Kenya’s economy was already in trouble before the coronavirus, and that may impact the speed of the government’s response. COVID-19 is also limiting the reach and work of established NGOs and aid agencies. So, rather than waiting for help to come, local mutual aid initiatives are stepping forward – providing informal, voluntary support to those in need.
Suhayl Omar and Wevyn Muganda of Mutual Aid Kenya, a grassroots disaster relief organisation, are using community-based groups in Nairobi and Mombasa – Kenya’s second largest city – to identify at-risk households. They then collect mobile money contributions from Kenyans to buy and distribute flour, beans, and soap in bulk in both cities.
Omar, a journalist and student, said he took inspiration from neighbourhood initiatives he saw in the United States, and believed it was possible to implement the same community self-help approach in Kenya.
“Mutual aid is a form of political participation, where people take responsibility for caring for one another,” he told TNH. “We don’t have to wait on anyone.”
Other organisations that normally work in informal settlements have also readjusted to become channels for mutual aid. Ghetto Foundation is a community-based group in Mathare, a Nairobi shanty neighborhood, that supports at-risk youth.

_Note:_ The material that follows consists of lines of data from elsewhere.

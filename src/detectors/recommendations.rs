//! Recommendation rules over the final graph.
//!
//! Independent threshold rules consuming a populated [`SystemMap`]: hub
//! detection, isolated components, obsolete technologies, architecture
//! complexity, and security advisories. No inference happens here; every
//! rule is a plain count or lookup over the component and edge sets.

use once_cell::sync::Lazy;
use serde::{Deserialize, Serialize};
use tracing::info;

use crate::core::model::{ComponentType, SystemMap};

/// Recommendation priority.
#[derive(Debug, Clone, Copy, PartialEq, Eq, PartialOrd, Ord, Serialize, Deserialize)]
#[serde(rename_all = "SCREAMING_SNAKE_CASE")]
pub enum Priority {
    /// Address soon
    High,
    /// Worth investigating
    Medium,
    /// Informational
    Low,
}

impl Priority {
    /// Canonical tag for display
    pub fn as_str(&self) -> &'static str {
        match self {
            Self::High => "HIGH",
            Self::Medium => "MEDIUM",
            Self::Low => "LOW",
        }
    }
}

/// A single prioritized recommendation.
#[derive(Debug, Clone, Serialize, Deserialize)]
pub struct Recommendation {
    /// Short title
    pub title: String,
    /// Full advisory text
    pub description: String,
    /// Priority level
    pub priority: Priority,
}

impl Recommendation {
    fn new(title: impl Into<String>, description: impl Into<String>, priority: Priority) -> Self {
        Self {
            title: title.into(),
            description: description.into(),
            priority,
        }
    }
}

/// Technologies considered obsolete or at risk.
static RISKY_TECHNOLOGIES: Lazy<Vec<&'static str>> = Lazy::new(|| {
    vec![
        "windows xp",
        "windows 7",
        "windows server 2008",
        "windows server 2003",
        "php 5",
        "java 6",
        "java 7",
        "java 8",
        "python 2",
        "internet explorer",
        "flash",
        "silverlight",
    ]
});

/// Connection count above which a component is flagged as a hub.
const HUB_THRESHOLD: usize = 3;

/// Component count above which the architecture is flagged as complex.
const COMPLEXITY_THRESHOLD: usize = 10;

/// Generates recommendations from an analyzed system map.
#[derive(Debug, Default, Clone)]
pub struct RecommendationEngine;

impl RecommendationEngine {
    /// Create a recommendation engine
    pub fn new() -> Self {
        Self
    }

    /// Apply every rule to the map and return the recommendations.
    pub fn generate(&self, map: &SystemMap) -> Vec<Recommendation> {
        let mut recommendations = Vec::new();

        self.identify_hubs(map, &mut recommendations);
        self.identify_isolated(map, &mut recommendations);
        self.identify_risky_technologies(map, &mut recommendations);
        self.assess_complexity(map, &mut recommendations);
        self.security_advisories(map, &mut recommendations);

        info!("Generated {} recommendations", recommendations.len());
        recommendations
    }

    /// Components with many connections are single points of failure.
    fn identify_hubs(&self, map: &SystemMap, out: &mut Vec<Recommendation>) {
        for component in map.components() {
            let connections = map.connection_count(&component.id);
            if connections > HUB_THRESHOLD {
                out.push(Recommendation::new(
                    "Composant critique identifié",
                    format!(
                        "Le composant '{}' est un point critique avec {} connexions. \
                         Envisagez une redondance ou une répartition de charge.",
                        component.name, connections
                    ),
                    Priority::High,
                ));
            }
        }
    }

    fn identify_isolated(&self, map: &SystemMap, out: &mut Vec<Recommendation>) {
        for component in map.components() {
            if map.connection_count(&component.id) == 0 {
                out.push(Recommendation::new(
                    "Composant isolé détecté",
                    format!(
                        "Le composant '{}' n'a aucune connexion avec d'autres composants. \
                         Vérifiez s'il s'agit d'un composant orphelin ou si des connexions \
                         manquent dans la documentation.",
                        component.name
                    ),
                    Priority::Medium,
                ));
            }
        }
    }

    fn identify_risky_technologies(&self, map: &SystemMap, out: &mut Vec<Recommendation>) {
        for component in map.components() {
            let Some(technology) = component.technology.as_deref() else {
                continue;
            };
            let qualified = match component.version.as_deref() {
                Some(version) => format!("{technology} {version}"),
                None => technology.to_string(),
            }
            .to_lowercase();

            if RISKY_TECHNOLOGIES.iter().any(|risky| qualified.contains(risky)) {
                out.push(Recommendation::new(
                    "Technologie obsolète détectée",
                    format!(
                        "Le composant '{}' utilise {}, qui est potentiellement obsolète ou \
                         présente des risques de sécurité. Envisagez une mise à niveau.",
                        component.name, qualified
                    ),
                    Priority::High,
                ));
            }
        }
    }

    fn assess_complexity(&self, map: &SystemMap, out: &mut Vec<Recommendation>) {
        if map.component_count() > COMPLEXITY_THRESHOLD {
            out.push(Recommendation::new(
                "Complexité architecturale",
                format!(
                    "Le système comporte {} composants, ce qui peut indiquer une complexité \
                     élevée. Envisagez une refactorisation pour simplifier l'architecture.",
                    map.component_count()
                ),
                Priority::Medium,
            ));
        }

        out.push(Recommendation::new(
            "Analyse des dépendances",
            "Vérifiez les dépendances circulaires entre composants qui pourraient compliquer \
             la maintenance et les mises à jour du système.",
            Priority::Low,
        ));
    }

    fn security_advisories(&self, map: &SystemMap, out: &mut Vec<Recommendation>) {
        for component in map.components() {
            if matches!(
                component.component_type,
                ComponentType::Server | ComponentType::Application
            ) {
                out.push(Recommendation::new(
                    "Vérification de sécurité recommandée",
                    format!(
                        "Assurez-vous que le composant '{}' dispose des mesures de sécurité \
                         appropriées, notamment des pare-feu, des mises à jour régulières et \
                         une surveillance des vulnérabilités.",
                        component.name
                    ),
                    Priority::Medium,
                ));
            }
        }

        out.push(Recommendation::new(
            "Protection des données",
            "Vérifiez que toutes les données sensibles sont chiffrées, tant au repos qu'en \
             transit, et que les accès sont correctement contrôlés et audités.",
            Priority::High,
        ));
    }
}

#[cfg(test)]
mod tests {
    use super::*;
    use crate::core::model::{Component, Relationship, SystemMap};

    fn sample_map() -> SystemMap {
        let mut map = SystemMap::new("test", "test map", "tests", "2026-01-01T00:00:00");
        map.insert_component(Component::new("hub", ComponentType::Middleware, "d"));
        for name in ["a", "b", "c", "d"] {
            map.insert_component(Component::new(name, ComponentType::Application, "d"));
        }
        map.insert_component(Component::new("orphelin", ComponentType::Database, "d"));

        let ids: Vec<_> = map.components().map(|c| c.id.clone()).collect();
        for target in &ids[1..5] {
            map.push_relationship(Relationship::new(ids[0].clone(), target.clone(), "intègre"));
        }
        map
    }

    #[test]
    fn hub_and_isolated_components_are_flagged() {
        let recommendations = RecommendationEngine::new().generate(&sample_map());

        let hub = recommendations
            .iter()
            .find(|r| r.title == "Composant critique identifié")
            .expect("hub recommendation");
        assert!(hub.description.contains("'hub'"));
        assert!(hub.description.contains("4 connexions"));
        assert_eq!(hub.priority, Priority::High);

        let isolated = recommendations
            .iter()
            .find(|r| r.title == "Composant isolé détecté")
            .expect("isolated recommendation");
        assert!(isolated.description.contains("'orphelin'"));
    }

    #[test]
    fn risky_technology_is_reported_with_version() {
        let mut map = SystemMap::new("test", "test map", "tests", "2026-01-01T00:00:00");
        let mut component = Component::new("vieux poste", ComponentType::Application, "d");
        component.technology = Some("java".to_string());
        component.version = Some("8".to_string());
        map.insert_component(component);

        let recommendations = RecommendationEngine::new().generate(&map);
        assert!(recommendations
            .iter()
            .any(|r| r.title == "Technologie obsolète détectée" && r.priority == Priority::High));
    }

    #[test]
    fn blanket_advisories_are_always_present() {
        let map = SystemMap::new("vide", "empty map", "tests", "2026-01-01T00:00:00");
        let recommendations = RecommendationEngine::new().generate(&map);

        assert!(recommendations.iter().any(|r| r.title == "Analyse des dépendances"));
        assert!(recommendations.iter().any(|r| r.title == "Protection des données"));
    }

    #[test]
    fn complexity_threshold_fires_above_ten_components() {
        let mut map = SystemMap::new("test", "test map", "tests", "2026-01-01T00:00:00");
        for i in 0..11 {
            map.insert_component(Component::new(
                format!("composant {i}"),
                ComponentType::System,
                "d",
            ));
        }

        let recommendations = RecommendationEngine::new().generate(&map);
        assert!(recommendations.iter().any(|r| r.title == "Complexité architecturale"));
    }
}
//! # SImap-RS: Information-System Cartography Engine
//!
//! A Rust engine that turns unstructured documentation (text extracted from
//! PDF/DOCX/plain files) into a typed graph of system components and
//! relationships, then renders that graph as a PlantUML diagram and a set of
//! prioritized recommendations. The library provides:
//!
//! - **Component Recognition**: taxonomy-driven lexical matchers with
//!   deduplication, context enrichment, and version/environment/criticality
//!   annotations
//! - **Relationship Inference**: explicit connective patterns, sentence and
//!   paragraph co-occurrence, and fallback synthesis guaranteeing a
//!   presentable graph even on sparse input
//! - **Diagram Rendering**: PlantUML output with a fixed type-to-shape mapping
//! - **Recommendations**: independent threshold rules over the final graph
//!
//! ## Architecture
//!
//! ```text
//! ┌─────────────────────────────────────────────────────────┐
//! │                      API Layer                          │
//! ├─────────────────────────────────────────────────────────┤
//! │  Core          │  Detectors        │  I/O               │
//! │                │                   │                    │
//! │ • Model        │ • Components      │ • Documents        │
//! │ • Taxonomy     │ • Relationships   │ • Reports          │
//! │ • Config       │ • Recommendations │                    │
//! │ • Errors       │                   │                    │
//! └─────────────────────────────────────────────────────────┘
//! ```
//!
//! ## Quick Start
//!
//! ```rust,no_run
//! use simap_rs::{SimapConfig, SimapEngine};
//!
//! #[tokio::main]
//! async fn main() -> Result<(), Box<dyn std::error::Error>> {
//!     let engine = SimapEngine::new(SimapConfig::default())?;
//!     let results = engine.analyze_document("./architecture.txt").await?;
//!
//!     println!("{} composants, {} relations",
//!         results.summary.component_count,
//!         results.summary.relationship_count);
//!     Ok(())
//! }
//! ```

#![warn(unsafe_code)]
#![allow(clippy::module_name_repetitions)]

// Core data structures and configuration
pub mod core {
    //! Core data model, taxonomy tables, and configuration.

    pub mod config;
    pub mod errors;
    pub mod model;
    pub mod taxonomy;
}

// Extraction and analysis passes
pub mod detectors {
    //! Extraction passes over the input text and the resulting graph.

    pub mod components;
    pub mod recommendations;
    pub mod relationships;
}

// I/O boundaries: document conversion and report rendering
pub mod io {
    //! Document conversion and report/diagram output.

    pub mod documents;
    pub mod reports;
}

// Public API and engine interface
pub mod api {
    //! High-level engine and results types.

    pub mod engine;
    pub mod results;
}

// Re-export primary types for convenience
pub use api::engine::SimapEngine;
pub use api::results::{AnalysisResults, AnalysisSummary};
pub use core::config::SimapConfig;
pub use core::errors::{Result, SimapError};
pub use core::model::{Component, ComponentId, ComponentType, Relationship, SystemMap};

/// Library version information
pub const VERSION: &str = env!("CARGO_PKG_VERSION");
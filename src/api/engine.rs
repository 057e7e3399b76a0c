//! Main analysis engine implementation.
//!
//! Orchestrates one analysis run: document conversion, component
//! recognition, relationship inference, diagram rendering, and
//! recommendation generation. The extraction itself is synchronous and
//! allocates per-request state only; the async surface exists for document
//! I/O.

use std::path::Path;

use chrono::Utc;
use tracing::info;

use crate::api::results::AnalysisResults;
use crate::core::config::SimapConfig;
use crate::core::errors::{Result, SimapError};
use crate::core::model::SystemMap;
use crate::detectors::components::ComponentRecognizer;
use crate::detectors::recommendations::RecommendationEngine;
use crate::detectors::relationships::RelationshipInferrer;
use crate::io::documents;
use crate::io::reports::DiagramGenerator;

/// Main simap analysis engine.
pub struct SimapEngine {
    config: SimapConfig,
    recognizer: ComponentRecognizer,
    recommender: RecommendationEngine,
    diagram_generator: DiagramGenerator,
}

impl SimapEngine {
    /// Create a new engine with the given configuration.
    pub fn new(config: SimapConfig) -> Result<Self> {
        config.validate()?;
        info!("Initializing simap analysis engine");

        Ok(Self {
            recognizer: ComponentRecognizer::new(config.extraction.clone()),
            recommender: RecommendationEngine::new(),
            diagram_generator: DiagramGenerator::new(&config.report),
            config,
        })
    }

    /// Analyze a document on disk; the file name selects the conversion
    /// strategy and doubles as the map name.
    pub async fn analyze_document(&self, path: impl AsRef<Path>) -> Result<AnalysisResults> {
        let path = path.as_ref();
        info!("Starting document analysis: {}", path.display());

        let bytes = tokio::fs::read(path).await.map_err(|e| {
            SimapError::io(format!("Failed to read document: {}", path.display()), e)
        })?;

        let file_name = path
            .file_name()
            .and_then(|n| n.to_str())
            .ok_or_else(|| {
                SimapError::validation(format!("Path has no usable file name: {}", path.display()))
            })?;
        let name = path
            .file_stem()
            .and_then(|n| n.to_str())
            .unwrap_or(file_name);

        self.analyze_bytes(&bytes, file_name, name)
    }

    /// Analyze an in-memory document.
    pub fn analyze_bytes(
        &self,
        bytes: &[u8],
        file_name: &str,
        name: &str,
    ) -> Result<AnalysisResults> {
        let text = documents::extract_text(bytes, file_name)?;
        Ok(self.build(&text, name, file_name))
    }

    /// Analyze plain text directly. Total: always produces a populated map.
    pub fn analyze_text(&self, text: &str, name: &str) -> AnalysisResults {
        self.build(text, name, name)
    }

    fn build(&self, text: &str, name: &str, source: &str) -> AnalysisResults {
        let components = self.recognizer.recognize(text);

        let mut inferrer = RelationshipInferrer::new(self.config.extraction.clone());
        let relationships = inferrer.infer(text, &components);

        let mut map = SystemMap::new(
            name,
            format!("Cartographie générée à partir de {source}"),
            "SImap Engine",
            Utc::now().to_rfc3339(),
        );
        for component in components {
            map.insert_component(component);
        }
        for relationship in relationships {
            map.push_relationship(relationship);
        }

        map.diagram = Some(self.diagram_generator.generate(&map));
        let recommendations = self.recommender.generate(&map);

        info!(
            "Analysis '{}' completed: {} components, {} relationships, {} recommendations",
            name,
            map.component_count(),
            map.relationship_count(),
            recommendations.len()
        );

        AnalysisResults::new(map, recommendations)
    }

    /// The engine configuration
    pub fn config(&self) -> &SimapConfig {
        &self.config
    }
}

#[cfg(test)]
mod tests {
    use super::*;

    fn engine() -> SimapEngine {
        SimapEngine::new(SimapConfig::default()).unwrap()
    }

    #[test]
    fn invalid_config_is_rejected() {
        let mut config = SimapConfig::default();
        config.extraction.context_radius = 0;
        assert!(SimapEngine::new(config).is_err());
    }

    #[test]
    fn text_analysis_populates_map_and_diagram() {
        let results = engine().analyze_text(
            "Le serveur WEB01 héberge l'application Ventes.",
            "doc de test",
        );

        assert!(results.summary.component_count >= 2);
        assert!(results.summary.relationship_count >= 1);
        let diagram = results.system_map.diagram.as_deref().unwrap();
        assert!(diagram.contains("@startuml"));
        assert!(diagram.contains("serveur_WEB01"));
        assert_eq!(results.system_map.name, "doc de test");
        assert!(results
            .system_map
            .description
            .contains("Cartographie générée à partir de"));
    }

    #[test]
    fn bytes_analysis_rejects_corrupt_documents() {
        let err = engine()
            .analyze_bytes(b"not a pdf", "plan.pdf", "plan")
            .unwrap_err();
        assert!(err.is_document_error());
    }

    #[tokio::test]
    async fn document_analysis_reads_from_disk() {
        let dir = tempfile::tempdir().unwrap();
        let path = dir.path().join("archi.txt");
        std::fs::write(&path, "L'application Paie est déployée sur le serveur APP01.").unwrap();

        let results = SimapEngine::new(SimapConfig::default())
            .unwrap()
            .analyze_document(&path)
            .await
            .unwrap();

        assert_eq!(results.system_map.name, "archi");
        assert!(results.summary.component_count >= 2);
    }
}
//! Configuration types and management for simap-rs.
//!
//! All tunable limits of the extraction pipeline live here: the context
//! window used for description enrichment, the component cap applied before
//! edge synthesis, and the relationship floor that triggers it. The values
//! default to the canonical reference behavior; keeping them in one place
//! prevents the CLI and library surfaces from drifting apart.

use std::path::PathBuf;

use serde::{Deserialize, Serialize};

use crate::core::errors::{Result, SimapError};

/// Main configuration for the simap analysis engine.
#[derive(Debug, Clone, Serialize, Deserialize)]
pub struct SimapConfig {
    /// Extraction pipeline settings
    #[serde(default)]
    pub extraction: ExtractionConfig,

    /// Report and diagram output settings
    #[serde(default)]
    pub report: ReportConfig,
}

impl Default for SimapConfig {
    fn default() -> Self {
        Self {
            extraction: ExtractionConfig::default(),
            report: ReportConfig::default(),
        }
    }
}

impl SimapConfig {
    /// Load configuration from a YAML file
    pub fn from_yaml_file(path: impl Into<PathBuf>) -> Result<Self> {
        let path = path.into();
        let content = std::fs::read_to_string(&path).map_err(|e| {
            SimapError::io(format!("Failed to read config file: {}", path.display()), e)
        })?;

        serde_yaml::from_str(&content).map_err(Into::into)
    }

    /// Save configuration to a YAML file
    pub fn to_yaml_file(&self, path: impl Into<PathBuf>) -> Result<()> {
        let path = path.into();
        let content = serde_yaml::to_string(self)?;
        std::fs::write(&path, content).map_err(|e| {
            SimapError::io(
                format!("Failed to write config file: {}", path.display()),
                e,
            )
        })
    }

    /// Validate the configuration values
    pub fn validate(&self) -> Result<()> {
        self.extraction.validate()?;
        Ok(())
    }
}

/// Settings controlling component recognition and relationship inference.
#[derive(Debug, Clone, Serialize, Deserialize)]
pub struct ExtractionConfig {
    /// Radius in characters of the context window appended to component
    /// descriptions (each side of the match)
    pub context_radius: usize,

    /// Maximum span in non-period characters between a component name and a
    /// version/environment mention for enrichment to apply
    pub enrichment_window: usize,

    /// Component count above which edge synthesis operates on a
    /// type-sorted, truncated subset
    pub component_cap: usize,

    /// Minimum relationship count; below it the fallback synthesis pass runs
    pub relationship_floor: usize,

    /// Substitute the default reference catalog when no component matches
    pub default_catalog: bool,
}

impl Default for ExtractionConfig {
    fn default() -> Self {
        Self {
            context_radius: 50,
            enrichment_window: 30,
            component_cap: 15,
            relationship_floor: 10,
            default_catalog: true,
        }
    }
}

impl ExtractionConfig {
    fn validate(&self) -> Result<()> {
        if self.context_radius == 0 {
            return Err(SimapError::config_field(
                "context radius must be positive",
                "extraction.context_radius",
            ));
        }

        if self.enrichment_window == 0 {
            return Err(SimapError::config_field(
                "enrichment window must be positive",
                "extraction.enrichment_window",
            ));
        }

        if self.component_cap < 2 {
            return Err(SimapError::config_field(
                "component cap must allow at least one pair",
                "extraction.component_cap",
            ));
        }

        Ok(())
    }
}

/// Output format for analysis reports.
#[derive(Debug, Clone, Copy, PartialEq, Eq, Serialize, Deserialize)]
#[serde(rename_all = "lowercase")]
pub enum ReportFormat {
    /// JSON document with the full map and recommendations
    Json,
    /// YAML document with the full map and recommendations
    Yaml,
    /// The PlantUML diagram text alone
    PlantUml,
}

/// Settings for report and diagram output.
#[derive(Debug, Clone, Serialize, Deserialize)]
pub struct ReportConfig {
    /// Report serialization format
    pub format: ReportFormat,

    /// Title line of the generated diagram
    pub diagram_title: String,
}

impl Default for ReportConfig {
    fn default() -> Self {
        Self {
            format: ReportFormat::Json,
            diagram_title: "Cartographie du Système d'Information".to_string(),
        }
    }
}

#[cfg(test)]
mod tests {
    use super::*;

    #[test]
    fn default_config_is_valid() {
        let config = SimapConfig::default();
        assert!(config.validate().is_ok());
        assert_eq!(config.extraction.context_radius, 50);
        assert_eq!(config.extraction.relationship_floor, 10);
        assert_eq!(config.extraction.component_cap, 15);
    }

    #[test]
    fn zero_radius_is_rejected() {
        let mut config = SimapConfig::default();
        config.extraction.context_radius = 0;
        assert!(config.validate().is_err());
    }

    #[test]
    fn yaml_round_trip() {
        let config = SimapConfig::default();
        let yaml = serde_yaml::to_string(&config).unwrap();
        let back: SimapConfig = serde_yaml::from_str(&yaml).unwrap();
        assert_eq!(back.extraction.component_cap, config.extraction.component_cap);
        assert_eq!(back.report.format, ReportFormat::Json);
    }
}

Capitalising on the group’s deep knowledge of the community, programme manager Daniel Wainaina said that members have been able to identify the most vulnerable – the disabled, precariously employed, and ill – and send $20 directly to them via mobile money.
Religious organisations have always been active in crises. Zakat Kenya, for example, is organising food drives, where supplies can be dropped off to local mosques throughout Nairobi. Contributions can also be made via mobile money.
The Kenyan NGO LVCT Health normally offers services for HIV prevention, testing, and care. Over the years, it has developed a strong network of mentors and peer educators made up of trusted individuals within key at-risk communities – such as sex workers, men who have sex with men, and injecting drug users.
“While people know there is a dangerous disease out there, the basic information is missing.”
In the COVID-19 crisis, these networks – built to promote accurate information about HIV/AIDS – have shifted gears to battle coronavirus misinformation through door-to-door advocacy and, in a nod to social distancing, small peer-to-peer groups.
“While people know there is a dangerous disease out there, the basic information is missing,” said Onesmus Musau of LVCT Health. “What works for the community, in my view, is face-to-face communication, where you’re discussing and they’re allowed to ask questions.”
A focus of LVCT’s work, in partnership with the government, is getting information out to Kenya’s robust network of community health workers. Community volunteers are a key part of healthcare systems in many African countries and played a crucial role in the West African Ebola epidemic, for instance, doing the groundwork for community surveillance and contact tracing.
Leaving the cities
A common coping strategy for some urban residents – typically employed at election time, when the threat of violence looms – is to leave the city and travel to rural ancestral homes. Such locations are not only less prone to political and social instability but also cheaper.
“The informal sector has cratered,” economist Ndii told TNH. “The extended family is our informal welfare system.”
But heading to “shags” risks carrying coronavirus to rural areas, which have more fragile, under-resourced healthcare centres than the cities. For that reason, Kenya’s Council of Governors has urged urban Kenyans to stay put.
Jerotich Seii, a humanitarian and development consultant, says the government’s approach is oppressive. “People came to the cities to find work, that work has gone,” she told TNH. “The government should facilitate those that want to travel [back] by providing appropriate, free medical screening. Restrict those not fit to travel rather than a blanket ban.”